The solution is to damp the back wave using a suitable lining material. This must be thick enough to damp midrange reflections but thin enough to not over-damp the low frequency resonance which drives the port. In generation three models we take advantage of the internal bracing to position the damping at high velocity wave points rather than high pressure points, which increases the damping effect in the mids. We also use twice the thickness of damping where the reflections are close to perpendicular and thus most significant. The internal bracing also means that all the large flat plane surfaces inside the cab are subdivided into unequal areas , further helping to scatter and then damp reflections. (This has greatest effect through the mids and treble).
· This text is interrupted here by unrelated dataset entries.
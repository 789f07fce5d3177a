//! # encore-core: Pure Business Logic for Encore Booking
//!
//! This crate is the **heart** of the booking engine. It contains all business
//! logic as pure functions with zero I/O dependencies.
//!
//! ## Architecture Position
//! ```text
//! ┌─────────────────────────────────────────────────────────────────────┐
//! │                     Encore Booking Architecture                     │
//! │                                                                     │
//! │  ┌───────────────────────────────────────────────────────────────┐  │
//! │  │                  booking-api (Axum HTTP)                      │  │
//! │  │     POST /orders ──► GET /orders/:id ──► GET /health          │  │
//! │  └───────────────────────────────┬───────────────────────────────┘  │
//! │                                  │                                  │
//! │  ┌───────────────────────────────▼───────────────────────────────┐  │
//! │  │              ★ encore-core (THIS CRATE) ★                     │  │
//! │  │                                                               │  │
//! │  │  ┌─────────┐ ┌─────────┐ ┌───────────┐ ┌──────────────────┐  │  │
//! │  │  │  types  │ │  money  │ │ promotion │ │     checkout     │  │  │
//! │  │  │ Catalog │ │  Money  │ │ RuleTable │ │ ReconciledOrder  │  │  │
//! │  │  │ Booking │ │  (i64)  │ │ Evaluator │ │ subtotal/total   │  │  │
//! │  │  └─────────┘ └─────────┘ └───────────┘ └──────────────────┘  │  │
//! │  │                                                               │  │
//! │  │   NO I/O • NO DATABASE • NO NETWORK • PURE FUNCTIONS          │  │
//! │  └───────────────────────────────┬───────────────────────────────┘  │
//! │                                  │                                  │
//! │  ┌───────────────────────────────▼───────────────────────────────┐  │
//! │  │                  encore-db (Database Layer)                   │  │
//! │  │        SQLite queries, migrations, catalog + bookings         │  │
//! │  └───────────────────────────────────────────────────────────────┘  │
//! └─────────────────────────────────────────────────────────────────────┘
//! ```
//!
//! ## Modules
//!
//! - [`types`] - Domain types (CatalogItem, Booking, CustomerInfo, etc.)
//! - [`money`] - Money type with integer arithmetic (no floating point!)
//! - [`promotion`] - Tiered volume-discount rules and the evaluator
//! - [`checkout`] - Order reconciliation: snapshots, validation, totals
//! - [`error`] - Domain error types
//! - [`validation`] - Request field validation
//!
//! ## Design Principles
//!
//! 1. **Pure Functions**: Every function is deterministic - same input = same output
//! 2. **No I/O**: Database, network, file system access is FORBIDDEN here
//! 3. **Integer Money**: All monetary values are minor units (i64), never floats
//! 4. **Server-Computed Totals**: Caller-supplied totals never enter computation;
//!    the input types make that structurally impossible
//!
//! ## Example Usage
//!
//! ```rust
//! use encore_core::money::Money;
//! use encore_core::promotion::{PromotionRule, PromotionTable};
//!
//! let table = PromotionTable::new(vec![
//!     PromotionRule::new(3, 10, "3+ events: 10% off"),
//! ]);
//!
//! // Two distinct events: no tier qualifies
//! assert!(table.evaluate(2).is_none());
//!
//! // Three distinct events: 10% off the whole subtotal, rounded half up
//! let rule = table.evaluate(3).unwrap();
//! let discount = Money::from_minor(350_000).percentage(rule.discount_percent);
//! assert_eq!(discount.minor(), 35_000);
//! ```

// =============================================================================
// Module Declarations
// =============================================================================

pub mod checkout;
pub mod error;
pub mod money;
pub mod promotion;
pub mod types;
pub mod validation;

// =============================================================================
// Re-exports for Convenience
// =============================================================================
// These allow users to do `use encore_core::Money` instead of
// `use encore_core::money::Money`

pub use checkout::ReconciledOrder;
pub use error::{CoreError, CoreResult, ValidationError};
pub use money::Money;
pub use promotion::{PromotionRule, PromotionTable};
pub use types::*;

// =============================================================================
// Crate-Level Constants
// =============================================================================

/// Maximum distinct line items allowed in a single order.
///
/// ## Business Reason
/// Prevents runaway requests and keeps reconciliation cheap enough that a
/// failed persistence write can simply be resubmitted.
pub const MAX_ORDER_LINES: usize = 50;

/// Maximum ticket quantity for a single line item.
///
/// ## Business Reason
/// Prevents accidental over-ordering (e.g., typing 1000 instead of 10).
pub const MAX_LINE_QUANTITY: i64 = 999;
Enclosure dimensions: The Barefaced form-format

You've probably noticed that our cabs are a different shape to the norm. So why is this? We need to balance the following points:

  1. Aligning woofers vertically for better polar response
  2. Fitting in our unique side port for better lows and reduced power compression
  3. Making the cab tall so it's easier to hear
  4. Making the cab wide enough to look right under amps but narrow enough to fit through doorways easily
  5. Making the cab deep enough to give it enough internal volume for the LF response we want but shallow enough to take up minimal space on-stage

 

The convention in the bass cab world has been to make most of your cabs the same size and shape so they can be stacked and look right without any consideration as to whether that will sound right! With our cabs you can make up modular rigs, the best performance usually coming from multiple identical cabs (or 1x12" + matching 2x12", e.g. Super Compact + Super Twin, or Big Baby 2 + Big Twin 2), or through keeping within a model range ('Super' cabs together, 'Big' cabs together, 'Retro' cabs together). These rigs still look good when stacked - and more importantly they sound AWESOME!